So here it is, the promised land, the Premier League, the English top flight, back where West Ham belong. But hang on, haven’t we been here before? A quick rewind to 2005 when the Hammers were last promoted following a play- off final victory and Alan Pardew’s side ended up finishing in ninth place and reaching the FA Cup final — a game which remains a sore memory for many West Ham supporters the world over.
However, this pre-season, Hammers fans are being more realistic about their team’s chances in the Premier League this time around. There’s no denying that manager Sam Allardyce has had his fair share of critics from the West Ham faithful, and even now, despite promotion via the play-offs and a wonderful day out at Wembley, the former Bolton boss still has doubters.
I admit, when Allardyce came to the club, his reputation preceded him and many of us warmed up our neck muscles, preparing for to watch long ball after long ball played from one end of the pitch to the other. Despite this, I was pleasantly surprised as the former Newcastle manager stamped his own style on West Ham. Yes, there were times when the defence looked for a long ball when nothing else was on, or to relieve pressure, but there were also times when the Hammers played some lovely passing football, keeping the ball on the oor and outplaying teams.
Allardyce’s critics are often those who have not watched one of his teams week-in, week-out, and it is easy to judge before you have seen how the 57-year-old uses his tactical nous, often to great effect. However, back to this season and what looks like being the start of a period of transformation for the club.
Over the close-season, West Ham have managed to recruit some experienced Premier League players, like Jussi Jaaskelainen, Mohammed Diame, George McCartney and James Collins, while also bringing in exciting striker Modibo Maiga and French powerhouse Alou Diarra. These recruits are a sign that Allardyce is looking for stability at the club — something that hasn’t been evident in some time.
Admittedly, the summer has also been frustrating for Hammers fans at time, seeing their club linked with the likes of Andy Carroll, Carlos Tevez, Eljero Elia and Milos Krasic only for nothing to materialise. But I feel that it says something for the ambition of the club that those calibre of players are linked with a move to Upton Park.
We have to remember that last season we were playing Championship football, and now, the club is being linked with top-class international footballers, something that a considerable number of Premier League clubs could only dream of. What is clear is that in David Sullivan and David Gold, West Ham has two owners that want to see the club develop and go places.

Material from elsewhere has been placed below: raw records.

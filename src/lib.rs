//! # Ai Bench
//!
//! Benchmark orchestration for seven-seat strategy agents: one subject agent plays a
//! power against six copies of an opponent agent, over and over, and every produced game
//! is fed to pluggable statistics collectors.
//!
//! It provides:
//! - Agent resolution through an asynchronous factory registry ([`AgentRegistry`](crate::agent_provider::AgentRegistry))
//! - A choice between matches requested from a game server over a connection and matches
//!   simulated in-process ([`StrategySelector`](crate::strategy::StrategySelector))
//! - A run loop handing each batch of games to a composed stats callback ([`runner`])
//! - A lifecycle that always releases the network ports opened during the run ([`lifecycle`])
//! - A replay mode running the stats over games recorded by an earlier run ([`replay`])
//!
//! # Documentation Overview
//!
//! - For the process behaviors (verbosity, log file, server port, warm-up), see
//!   [`Configuration`](crate::configuration::Configuration).
//! - For the command line and its resolution, see [`run_config`].
//! - For the collectors and their ordering, see [`stats`].
//! - For implementing custom agents or match generators, see the
//!   [`AgentFactory`](crate::agent_provider::AgentFactory) and
//!   [`GameGenerator`](crate::generator::GameGenerator) traits.
//!
//! # Usage Example
//!
//! ```no_run
//! use ai_bench::prelude::*;
//!
//! fn main() -> anyhow::Result<()> {
//!     let registry = AgentRegistry::builtin(PortSet::new());
//!     let args = BenchArgs {
//!         ai_1: "dumbbot".to_string(),
//!         ai_2: "random".to_string(),
//!         games: 10,
//!         stats: "ranking,cross_support".to_string(),
//!         save_dir: None,
//!         existing_games_dir: None,
//!         rules: "NO_PRESS".to_string(),
//!     };
//!     let config = RunConfig::resolve(args, &registry)?;
//!     println!("{config}");
//!
//!     let state = Lifecycle::new(Configuration::new(), registry).run(config)?;
//!     println!("{state}");
//!     Ok(())
//! }
//! ```

pub use anyhow;

pub mod agent;
pub mod agent_provider;
pub mod configuration;
pub mod error;
pub mod game;
pub mod game_server;
pub mod generator;
pub mod lifecycle;
pub mod logger;
pub mod players;
pub mod port_guard;
pub mod protocol;
pub mod replay;
pub mod run_config;
pub mod runner;
pub mod simulator;
pub mod stats;
pub mod strategy;

/// Commonly used types and traits for quick access.
///
/// ```rust
/// use ai_bench::prelude::*;
/// ```
pub mod prelude {
    pub use crate::agent::{Agent, Capability, PlayStyle};
    pub use crate::agent_provider::{AgentFactory, AgentRegistry};
    pub use crate::configuration::Configuration;
    pub use crate::error::{BenchError, Result};
    pub use crate::game::GameRecord;
    pub use crate::generator::{GameGenerator, Progress};
    pub use crate::lifecycle::Lifecycle;
    pub use crate::logger::init_logger;
    pub use crate::players::PlayerSlot;
    pub use crate::port_guard::{PortCloser, PortSet};
    pub use crate::replay::Replay;
    pub use crate::run_config::{BenchArgs, RunConfig};
    pub use crate::runner::{RunOutcome, RunState, Termination};
    pub use crate::stats::{CollectorTable, StatKind};
}
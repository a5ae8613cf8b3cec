//! Error taxonomy of a benchmark run.
//!
//! Collaborators (factories, server, collectors) report failures with [`anyhow`]; the
//! orchestration wraps them into a [`BenchError`] at the seam where they surface, so the
//! run loop boundary can tell which stage broke.

use thiserror::Error;

/// Result type alias for orchestration operations.
pub type Result<T> = std::result::Result<T, BenchError>;

/// Failure of one benchmark stage.
#[derive(Debug, Error)]
pub enum BenchError {
    /// Unknown agent identifier, malformed token or inconsistent setup.
    #[error("configuration error: {0}")]
    Configuration(String),

    /// An agent factory failed to produce its agent.
    #[error("could not provision agent '{agent}': {source:#}")]
    Provisioning {
        /// Identifier given to the registry.
        agent: String,
        /// Underlying factory failure.
        source: anyhow::Error,
    },

    /// The remote-protocol connection could not be acquired.
    #[error("could not acquire connection: {0:#}")]
    Connection(anyhow::Error),

    /// A match generator failed.
    #[error("game generation failed: {0:#}")]
    Generation(anyhow::Error),

    /// A statistics collector failed.
    #[error("stats collector '{collector}' failed: {source:#}")]
    Collector {
        /// Name of the failing collector.
        collector: &'static str,
        /// Underlying collector failure.
        source: anyhow::Error,
    },

    /// The scheduler or the embedded server could not run.
    #[error("benchmark runtime failed: {0:#}")]
    Runtime(anyhow::Error),
}

impl BenchError {
    pub(crate) fn configuration(msg: impl Into<String>) -> Self {
        BenchError::Configuration(msg.into())
    }
}
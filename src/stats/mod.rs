//! Statistics collectors and their composition into one per-batch callback.
//!
//! Collectors are named by [`StatKind`]. A [`CollectorTable`] maps each kind to its
//! implementation; [`CollectorTable::compose`] turns an ordered list of requested names
//! into a [`StatsCallback`] that runs the resolved collectors, in order, on every batch of
//! games.
//!
//! Unknown names are skipped: stats names are advisory and a name this version does not
//! know must never abort a run. When a save directory is given, `save_games` always runs
//! first so the analytic collectors only ever see batches that are already persisted.

use std::{
    collections::BTreeMap,
    fmt::Display,
    path::{Path, PathBuf},
    sync::Arc,
};

use tracing::{debug, warn};

use crate::{
    error::{BenchError, Result},
    game::GameRecord,
};

mod cross_orders;
mod ranking;
mod save_games;

pub use cross_orders::{
    cross_order_report, print_cross_convoy_stats, print_cross_support_stats, CrossOrder,
};
pub use ranking::{print_ranking_stats, ranking_report};
pub use save_games::{game_file_name, save_games};

/// Known collectors.
#[derive(Debug, Clone, Copy, PartialEq, Eq, Hash, PartialOrd, Ord)]
pub enum StatKind {
    SaveGames,
    CrossConvoy,
    CrossSupport,
    Ranking,
}

impl StatKind {
    pub const ALL: [StatKind; 4] = [
        StatKind::SaveGames,
        StatKind::CrossConvoy,
        StatKind::CrossSupport,
        StatKind::Ranking,
    ];

    pub fn name(self) -> &'static str {
        match self {
            StatKind::SaveGames => "save_games",
            StatKind::CrossConvoy => "cross_convoy",
            StatKind::CrossSupport => "cross_support",
            StatKind::Ranking => "ranking",
        }
    }

    pub fn from_name(name: &str) -> Option<StatKind> {
        Self::ALL.into_iter().find(|kind| kind.name() == name)
    }
}

impl Display for StatKind {
    fn fmt(&self, f: &mut std::fmt::Formatter<'_>) -> std::fmt::Result {
        write!(f, "{}", self.name())
    }
}

/// What every collector of a callback shares.
#[derive(Debug, Clone, PartialEq, Eq)]
pub struct CollectorContext {
    /// Printed with every report, e.g. `1[dumbbot]v6[random]`.
    pub label: String,
    pub save_dir: Option<PathBuf>,
}

/// A collector implementation. Must not depend on anything but its inputs besides its side effects.
pub type Collector = Arc<dyn Fn(&CollectorContext, &[GameRecord]) -> anyhow::Result<()> + Send + Sync>;

/// [`StatKind`] → collector lookup table.
#[derive(Clone, Default)]
pub struct CollectorTable {
    collectors: BTreeMap<StatKind, Collector>,
}

impl CollectorTable {
    /// Table without any collector.
    pub fn new() -> Self {
        Self::default()
    }

    /// Table with the four built-in collectors.
    pub fn builtin() -> Self {
        Self::new()
            .with(StatKind::SaveGames, |ctx, games| match &ctx.save_dir {
                Some(dir) => save_games(dir, games),
                None => anyhow::bail!("no save directory configured"),
            })
            .with(StatKind::CrossConvoy, |ctx, games| {
                print_cross_convoy_stats(&ctx.label, games);
                Ok(())
            })
            .with(StatKind::CrossSupport, |ctx, games| {
                print_cross_support_stats(&ctx.label, games);
                Ok(())
            })
            .with(StatKind::Ranking, |ctx, games| {
                print_ranking_stats(&ctx.label, games);
                Ok(())
            })
    }

    /// Register (or replace) the collector of `kind`.
    pub fn with<F>(mut self, kind: StatKind, collector: F) -> Self
    where
        F: Fn(&CollectorContext, &[GameRecord]) -> anyhow::Result<()> + Send + Sync + 'static,
    {
        self.collectors.insert(kind, Arc::new(collector));
        self
    }

    /// Build the callback running the collectors named in `names`, in order.
    ///
    /// - unknown names, and kinds missing from the table, are skipped
    /// - with `save_dir`, `save_games` is prepended
    /// - `save_games` without `save_dir` is skipped
    pub fn compose(
        &self,
        names: &[String],
        save_dir: Option<&Path>,
        label: impl Into<String>,
    ) -> StatsCallback {
        let mut kinds = vec![];
        if save_dir.is_some() {
            kinds.push(StatKind::SaveGames);
        }
        for name in names {
            match StatKind::from_name(name) {
                Some(StatKind::SaveGames) if save_dir.is_none() => {
                    warn!("'save_games' requested without a save directory, skipping");
                }
                Some(kind) => kinds.push(kind),
                None => warn!("unknown stats '{name}', skipping"),
            }
        }

        let steps = kinds
            .into_iter()
            .filter_map(|kind| match self.collectors.get(&kind) {
                Some(collector) => Some((kind, collector.clone())),
                None => {
                    warn!("no collector registered for '{kind}', skipping");
                    None
                }
            })
            .collect::<Vec<_>>();
        debug!(steps = ?steps.iter().map(|(k, _)| k).collect::<Vec<_>>(), "stats callback composed");

        StatsCallback {
            context: CollectorContext {
                label: label.into(),
                save_dir: save_dir.map(Path::to_path_buf),
            },
            steps,
        }
    }
}

/// Build a callback from the built-in collectors. See [`CollectorTable::compose`].
pub fn compose(names: &[String], save_dir: Option<&Path>, label: impl Into<String>) -> StatsCallback {
    CollectorTable::builtin().compose(names, save_dir, label)
}

/// Runs a fixed sequence of collectors on a batch of games.
#[derive(Clone)]
pub struct StatsCallback {
    context: CollectorContext,
    steps: Vec<(StatKind, Collector)>,
}

impl StatsCallback {
    /// Collectors run by this callback, in order.
    pub fn kinds(&self) -> Vec<StatKind> {
        self.steps.iter().map(|(kind, _)| *kind).collect()
    }

    pub fn context(&self) -> &CollectorContext {
        &self.context
    }

    /// Run every collector on `games`. Stops at the first failing collector.
    pub fn call(&self, games: &[GameRecord]) -> Result<()> {
        for (kind, collector) in &self.steps {
            collector(&self.context, games).map_err(|source| BenchError::Collector {
                collector: kind.name(),
                source,
            })?;
        }
        Ok(())
    }
}

impl std::fmt::Debug for StatsCallback {
    fn fmt(&self, f: &mut std::fmt::Formatter<'_>) -> std::fmt::Result {
        f.debug_struct("StatsCallback")
            .field("context", &self.context)
            .field("steps", &self.kinds())
            .finish()
    }
}
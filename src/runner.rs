//! The benchmark run loop.
//!
//! A [`BenchmarkRun`] walks through
//! `Idle → Provisioning → Generating → Running → Draining → Terminated`. Failures of any
//! stage terminate the run: they are logged, printed as one `Exception:` line on stderr
//! and never retried. Whatever happens, the scheduler is asked to stop once the run ends.

use std::{fmt::Display, sync::Arc};

use anyhow::anyhow;
use tracing::{debug, error, info, instrument};

use crate::{
    agent_provider::AgentRegistry,
    error::{BenchError, Result},
    generator::Progress,
    lifecycle::SchedulerHandle,
    run_config::RunConfig,
    strategy::{BenchmarkPlan, StrategySelector},
};

/// Counters of a finished run.
#[derive(Debug, Clone, Copy, Default, PartialEq, Eq)]
pub struct RunOutcome {
    /// Games produced, including the overshoot of the last batch.
    pub games: usize,
    /// Generator invocations, each followed by one callback invocation.
    pub batches: usize,
}

/// How a run ended.
#[derive(Debug, Clone, PartialEq, Eq)]
pub enum Termination {
    Success(RunOutcome),
    /// The message of the error that ended the run.
    Failed(String),
    /// Abandoned by an interrupt signal.
    Interrupted,
}

/// Stage of a run.
#[derive(Debug, Clone, PartialEq, Eq)]
pub enum RunState {
    Idle,
    Provisioning,
    Generating,
    Running,
    Draining,
    Terminated(Termination),
}

impl Display for RunState {
    fn fmt(&self, f: &mut std::fmt::Formatter<'_>) -> std::fmt::Result {
        match self {
            RunState::Idle => write!(f, "idle"),
            RunState::Provisioning => write!(f, "provisioning"),
            RunState::Generating => write!(f, "generating"),
            RunState::Running => write!(f, "running"),
            RunState::Draining => write!(f, "draining"),
            RunState::Terminated(Termination::Success(_)) => write!(f, "terminated (success)"),
            RunState::Terminated(Termination::Failed(_)) => write!(f, "terminated (failed)"),
            RunState::Terminated(Termination::Interrupted) => write!(f, "terminated (interrupted)"),
        }
    }
}

/// Play `plan.match_count` games, handing every batch to the callback as soon as it is produced.
///
/// The last batch is delivered whole even if it overshoots the match count.
#[instrument(skip_all, fields(label = %plan.label(), match_count = plan.match_count))]
pub async fn run_benchmark(plan: &BenchmarkPlan, progress: &Progress) -> Result<RunOutcome> {
    plan.generator.reset_pacing();

    let mut outcome = RunOutcome::default();
    while outcome.games < plan.match_count {
        let batch = plan
            .generator
            .generate(&plan.players, progress)
            .await
            .map_err(BenchError::Generation)?;
        if batch.is_empty() {
            return Err(BenchError::Generation(anyhow!(
                "generator produced an empty batch"
            )));
        }

        outcome.games += batch.len();
        outcome.batches += 1;
        debug!(
            batch = outcome.batches,
            size = batch.len(),
            games = outcome.games,
            "batch produced"
        );
        plan.callback.call(&batch)?;
    }
    Ok(outcome)
}

/// One live benchmark, from agent resolution to the last callback.
pub struct BenchmarkRun {
    registry: AgentRegistry,
    selector: Arc<StrategySelector>,
    config: RunConfig,
    verbose: bool,
    state: RunState,
}

impl BenchmarkRun {
    pub fn new(
        registry: AgentRegistry,
        selector: Arc<StrategySelector>,
        config: RunConfig,
        verbose: bool,
    ) -> Self {
        BenchmarkRun {
            registry,
            selector,
            config,
            verbose,
            state: RunState::Idle,
        }
    }

    pub fn state(&self) -> &RunState {
        &self.state
    }

    fn enter(&mut self, state: RunState) {
        debug!(from = %self.state, to = %state, "run state");
        self.state = state;
    }

    /// Run to completion, then stop `scheduler`. Returns the terminal state.
    pub async fn execute(mut self, scheduler: &SchedulerHandle) -> RunState {
        let termination = match self.try_run().await {
            Ok(outcome) => {
                info!(games = outcome.games, batches = outcome.batches, "benchmark done");
                Termination::Success(outcome)
            }
            Err(e) => {
                error!("benchmark failed: {e}");
                eprintln!("Exception: {e}");
                Termination::Failed(e.to_string())
            }
        };
        self.enter(RunState::Terminated(termination));
        scheduler.stop();
        self.state
    }

    async fn try_run(&mut self) -> Result<RunOutcome> {
        self.enter(RunState::Provisioning);
        let (subject, opponent) = self.config.agents()?;
        let (subject, opponent) = self.registry.provision(subject, opponent).await?;

        self.enter(RunState::Generating);
        let plan = self.selector.select(subject, opponent, &self.config).await?;

        self.enter(RunState::Running);
        let progress = Progress::new(plan.label(), plan.match_count, self.verbose);
        let outcome = run_benchmark(&plan, &progress).await;

        self.enter(RunState::Draining);
        progress.finish();
        drop(plan);
        outcome
    }
}
//! Config for the benchmark process behaviors
//!
//! This module provides configuration options that are not part of the command line:
//! how verbose the run is, whether events are logged to a file, how the embedded server
//! is bound and how long the built-in simulator plays.
//!
//! Configuration can be created programmatically using [`Configuration::new()`] or by reading
//! environment variables using [`Configuration::from_env()`].
//!
//! # Environment Variables
//!
//! The following environment variables can be used to override configuration values. All
//! values are optional. Flags are case-insensitive, set them to `"true"` to enable them.
//!
//! - `BENCH_VERBOSE`: Print match progress to stdout (default: `true`)
//! - `BENCH_LOG`: Enable logging to a file (default: `false`)
//! - `BENCH_WARMUP_MS`: Delay before the first match, in milliseconds (default: `2000`)
//! - `BENCH_SERVER_PORT`: Port of the embedded server, `0` for any free port (default: `8432`)
//! - `BENCH_MAX_YEARS`: Number of game years simulated before a draw (default: `10`)
//! - `BENCH_SEED`: Seed of the built-in simulator (default: random)

use std::time::Duration;

/// Configuration for the benchmark process behaviors.
#[derive(Debug, Clone, Copy)]
pub struct Configuration {
    pub(crate) verbose: bool,
    pub(crate) log: bool,
    pub(crate) warmup: Duration,
    pub(crate) server_port: u16,
    pub(crate) max_years: u16,
    pub(crate) seed: Option<u64>,
}

impl Configuration {
    /// Default port of the embedded game server.
    pub const DEFAULT_SERVER_PORT: u16 = 8432;

    /// Create a new configuration with default parameters.
    ///
    /// By default:
    /// - Match progress is printed to stdout.
    /// - Logging to file is disabled.
    /// - The run loop waits 2 seconds for the embedded server before the first match.
    /// - The embedded server listens on port 8432.
    /// - Simulated games are drawn after 10 years.
    /// - The simulator is seeded randomly.
    pub fn new() -> Self {
        Self {
            verbose: true,
            log: false,
            warmup: Duration::from_secs(2),
            server_port: Self::DEFAULT_SERVER_PORT,
            max_years: 10,
            seed: None,
        }
    }

    /// Create configuration from environment variables.
    ///
    /// See the module documentation for the recognized variables. Unset or unparsable
    /// values fall back to the defaults of [`Configuration::new()`].
    pub fn from_env() -> Self {
        fn get_env_flag(var: &str, default: bool) -> bool {
            match std::env::var(var) {
                Ok(val) => val.eq_ignore_ascii_case("true"),
                Err(_) => default,
            }
        }

        fn get_env_parsed<T: std::str::FromStr>(var: &str) -> Option<T> {
            std::env::var(var).ok()?.parse().ok()
        }

        let default = Self::new();
        Self {
            verbose: get_env_flag("BENCH_VERBOSE", default.verbose),
            log: get_env_flag("BENCH_LOG", default.log),
            warmup: get_env_parsed("BENCH_WARMUP_MS")
                .map(Duration::from_millis)
                .unwrap_or(default.warmup),
            server_port: get_env_parsed("BENCH_SERVER_PORT").unwrap_or(default.server_port),
            max_years: get_env_parsed("BENCH_MAX_YEARS")
                .map(|years: u16| years.max(1))
                .unwrap_or(default.max_years),
            seed: get_env_parsed("BENCH_SEED"),
        }
    }

    /// Enable or disable progress printing.
    pub fn with_verbose(mut self, value: bool) -> Self {
        self.verbose = value;
        self
    }

    /// Enable or disable logging to file.
    pub fn with_log(mut self, value: bool) -> Self {
        self.log = value;
        self
    }

    /// Delay between scheduling the run loop and its first match.
    pub fn with_warmup(mut self, value: Duration) -> Self {
        self.warmup = value;
        self
    }

    /// Port of the embedded server. `0` lets the OS pick a free one.
    pub fn with_server_port(mut self, value: u16) -> Self {
        self.server_port = value;
        self
    }

    /// Number of game years the built-in simulator plays before declaring a draw.
    pub fn with_max_years(mut self, value: u16) -> Self {
        self.max_years = value.max(1);
        self
    }

    /// Seed the built-in simulator for reproducible games.
    pub fn with_seed(mut self, value: u64) -> Self {
        self.seed = Some(value);
        self
    }

    /// True when progress lines are printed.
    pub fn verbose(&self) -> bool {
        self.verbose
    }

    /// True when events are logged to a file.
    pub fn log(&self) -> bool {
        self.log
    }
}

impl Default for Configuration {
    fn default() -> Self {
        Self::new()
    }
}
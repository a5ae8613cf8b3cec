use std::sync::Arc;

use async_trait::async_trait;

use super::AgentFactory;
use crate::{
    agent::{Agent, Capability, PlayStyle},
    port_guard::PortSet,
};

/// In-process agent played by the local simulator.
#[derive(Debug, Clone)]
pub struct LocalAgentFactory {
    name: String,
    style: PlayStyle,
}

impl LocalAgentFactory {
    pub fn random(name: impl Into<String>) -> Self {
        LocalAgentFactory {
            name: name.into(),
            style: PlayStyle::Random,
        }
    }

    pub fn cautious(name: impl Into<String>) -> Self {
        LocalAgentFactory {
            name: name.into(),
            style: PlayStyle::Cautious,
        }
    }
}

#[async_trait]
impl AgentFactory for LocalAgentFactory {
    async fn make(&self, _ports: &PortSet) -> anyhow::Result<Arc<Agent>> {
        Ok(Arc::new(Agent::new(
            self.name.clone(),
            Capability::Local,
            self.style,
        )))
    }
}

/// Agent that plays through the game server, over a wire connection.
#[derive(Debug, Clone)]
pub struct DaideAgentFactory {
    name: String,
    style: PlayStyle,
}

impl DaideAgentFactory {
    pub fn random(name: impl Into<String>) -> Self {
        DaideAgentFactory {
            name: name.into(),
            style: PlayStyle::Random,
        }
    }

    pub fn cautious(name: impl Into<String>) -> Self {
        DaideAgentFactory {
            name: name.into(),
            style: PlayStyle::Cautious,
        }
    }
}

#[async_trait]
impl AgentFactory for DaideAgentFactory {
    async fn make(&self, _ports: &PortSet) -> anyhow::Result<Arc<Agent>> {
        Ok(Arc::new(Agent::new(
            self.name.clone(),
            Capability::Protocol,
            self.style,
        )))
    }
}
use std::{collections::BTreeMap, fmt::Write};

use crate::game::GameRecord;

/// Orders given on behalf of another unit.
#[derive(Debug, Clone, Copy, PartialEq, Eq)]
pub enum CrossOrder {
    Convoy,
    Support,
}

impl CrossOrder {
    fn name(self) -> &'static str {
        match self {
            CrossOrder::Convoy => "cross_convoy",
            CrossOrder::Support => "cross_support",
        }
    }

    fn separator(self) -> &'static str {
        match self {
            CrossOrder::Convoy => " C ",
            CrossOrder::Support => " S ",
        }
    }

    /// Unit the order is given for, e.g. `A LON` for `F NTH C A LON - NWY`.
    fn target(self, order: &str) -> Option<String> {
        let (_, rest) = order.split_once(self.separator())?;
        let mut tokens = rest.split_whitespace();
        Some(format!("{} {}", tokens.next()?, tokens.next()?))
    }
}

/// Count orders of `kind` per (giving agent, receiving agent), keeping only orders given
/// to a unit of another power.
pub fn cross_order_report(kind: CrossOrder, label: &str, games: &[GameRecord]) -> String {
    let mut total = 0usize;
    let mut cross = 0usize;
    let mut pairs: BTreeMap<(String, String), usize> = BTreeMap::new();

    for game in games {
        for phase in &game.phases {
            for (power, orders) in &phase.orders {
                for target in orders.iter().filter_map(|o| kind.target(o)) {
                    total += 1;
                    let Some(owner) = phase.owner_of(&target) else {
                        continue;
                    };
                    if owner == power.as_str() {
                        continue;
                    }
                    cross += 1;
                    let from = game.agent_of(power).unwrap_or("?").to_string();
                    let to = game.agent_of(owner).unwrap_or("?").to_string();
                    *pairs.entry((from, to)).or_default() += 1;
                }
            }
        }
    }

    let ratio = if total == 0 {
        0.0
    } else {
        100.0 * cross as f64 / total as f64
    };
    let mut out = String::new();
    let _ = writeln!(out, "----- {} {label} ({} games) -----", kind.name(), games.len());
    let _ = writeln!(out, "orders: {total}, to other powers: {cross} ({ratio:.1}%)");
    for ((from, to), count) in pairs {
        let _ = writeln!(out, "{from} -> {to}: {count}");
    }
    out
}

pub fn print_cross_convoy_stats(label: &str, games: &[GameRecord]) {
    print!("{}", cross_order_report(CrossOrder::Convoy, label, games));
}

pub fn print_cross_support_stats(label: &str, games: &[GameRecord]) {
    print!("{}", cross_order_report(CrossOrder::Support, label, games));
}

#[cfg(test)]
mod tests {
    use super::*;
    use crate::game::tests::sample_record;

    #[test]
    fn order_targets() {
        assert_eq!(
            CrossOrder::Convoy.target("F NTH C A LON - NWY").as_deref(),
            Some("A LON")
        );
        assert_eq!(
            CrossOrder::Support.target("A PAR S A MAR - BUR").as_deref(),
            Some("A MAR")
        );
        assert_eq!(CrossOrder::Support.target("A PAR - BUR"), None);
    }

    #[test]
    fn counts_orders_between_powers() {
        let games = vec![sample_record("g")];

        let support = cross_order_report(CrossOrder::Support, "L", &games);
        assert_eq!(
            support,
            "----- cross_support L (1 games) -----\norders: 1, to other powers: 1 (100.0%)\na -> b: 1\n"
        );

        let convoy = cross_order_report(CrossOrder::Convoy, "L", &games);
        assert!(convoy.contains("b -> b: 1"));
    }

    #[test]
    fn own_units_are_not_cross_orders() {
        let mut game = sample_record("g");
        let phase = &mut game.phases[0];
        phase
            .orders
            .insert("ENGLAND".to_string(), vec!["A LON S A LON".to_string()]);
        let report = cross_order_report(CrossOrder::Support, "L", &[game]);
        assert!(report.contains("orders: 2, to other powers: 1 (50.0%)"));
    }
}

Not content with making money from the club, Mr Gold and Mr Sullivan see West Ham as an investment they want to see grow, and the fact that all summer signings have been funded by the owners themselves, says a lot about how they feel for the club. Make no mistake, it is great for the club to have sensible and attainable ambitions, but this season is all about consolidation and making sure that come May 2013, West Ham are still a Premier League team. And I believe that Allardyce is the right man for the job.
Experienced, a real tactician and student of the game, if anyone can prepare the Hammers for a demanding season, then Big Sam can do it. Last season may have been a physically demanding one, with 46 games and the team having to often play Saturday-Tuesday-Saturday, but the Premier League is a whole new kettle of fish.
The pace will the faster, the games while not as frequent will be just as physically and more mentally demanding, but I believe that the Hammers will survive. The fans have to accept that we may not win as many games as we did last season, but that is a sacrifice I believe most supporters will make, in order to see their team playing on the pitches at stadia such as Old Trafford, the Etihad Stadium and the Emirates. The Hammers are back in the big time, and this time, we hope it’s for keeps.